A Medicare or other healthcare fraud case may surface from information given by a disgruntled employee in an employment action. For instance, a healthcare provider may coerce an employee to do some act that the employee knows is unethical, wrong, fraudulent, or criminal, related to Medicare or Medicaid billing, reporting, or cost accounting. When the employee refuses to cooperate, they may be labeled a trouble-maker and fired.
Your Help May Result In A Monetary Reward
If you know of fraud in your workplace related to false claims (such as billings) made to the government for payment or approval, your information may be worth a huge monetary reward. False Claims Act litigation, also called Qui Tam litigation, has resulted in billions of dollars in monetary recoveries. People who expose fraud in the workplace are called Qui Tam Relators, and they share in a percentage of the monetary recoveries. Is that worth the investment of your time?

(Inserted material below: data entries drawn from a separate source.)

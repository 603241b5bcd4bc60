//! Multi-document store for quilt.
//!
//! Wraps each [`PieceTable`](quilt_table::PieceTable) in the serialization
//! boundary it needs: one mutex per document, region ownership by session,
//! change events, and a pluggable persistence backend.
//!
//! ```
//! use quilt_store::{DocumentStore, StoreConfig};
//! use quilt_types::SessionId;
//!
//! let store = DocumentStore::in_memory(StoreConfig::default());
//! let doc = store.create("notes", "a\nb\nc\n");
//! let alice = SessionId::new();
//!
//! let region = store.open_region(doc, alice, 0, 2).unwrap();
//! assert!(store.open_region(doc, SessionId::new(), 1, 1).is_err());
//! store.close_region(doc, alice, region).unwrap();
//! ```

mod backend;
mod config;
mod error;
mod store;

pub use backend::{DocumentBackend, FsBackend, MemoryBackend};
pub use config::{ConfigError, DEFAULT_EVENT_CAPACITY, StoreConfig};
pub use error::StoreError;
pub use store::{DocumentEntry, DocumentEvent, DocumentStore, RegionInfo};

/// Result type for store operations.
pub type StoreResult<T> = std::result::Result<T, StoreError>;
//! Line-addressed piece table with region locking for quilt.
//!
//! A document is one closed original block plus any number of blocks carved
//! out by editing sessions. The [`PieceTable`] maps the logical line sequence
//! onto those blocks through an ordered list of [`Entry`] rows.
//!
//! # Region locking
//!
//! [`PieceTable::open_block`] copies a line range into a fresh open block and
//! splices it into the table. While that block is open, no other region may
//! touch any of its lines. [`PieceTable::close_block`] releases the lock
//! without touching the table; [`PieceTable::remove_closed_blocks`] later
//! folds closed content back into a single block before a save.
//!
//! ```
//! use quilt_table::PieceTable;
//!
//! let mut table = PieceTable::from_text("a\nb\nc\nd\ne\n");
//! let region = table.open_block(1, 2).unwrap();
//! assert!(table.open_block(2, 1).is_err());
//! table.close_block(region).unwrap();
//! assert!(table.open_block(2, 1).is_ok());
//! ```

mod block;
mod error;
mod snapshot;
mod table;

pub use block::Block;
pub use error::TableError;
pub use snapshot::{EntrySnapshot, TableSnapshot};
pub use table::{Entry, Location, PieceTable, split_lines};

pub use quilt_types::{BlockId, RegionHandle};

/// Result type for piece table operations.
pub type Result<T> = std::result::Result<T, TableError>;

Qui Tam defendants are typically large corporations with deep pockets, and the frauds committed are generally in the form of complicated transactions related to various government contracts, such as in the Medicare and Medicaid Programs. Frauds may also involve government purchasing, construction, disaster relief funding, federal housing, research grants and in many other federal and state funded programs.
There is even a growing number of cases related to corporations that sell warranted products to the government that contain known defects.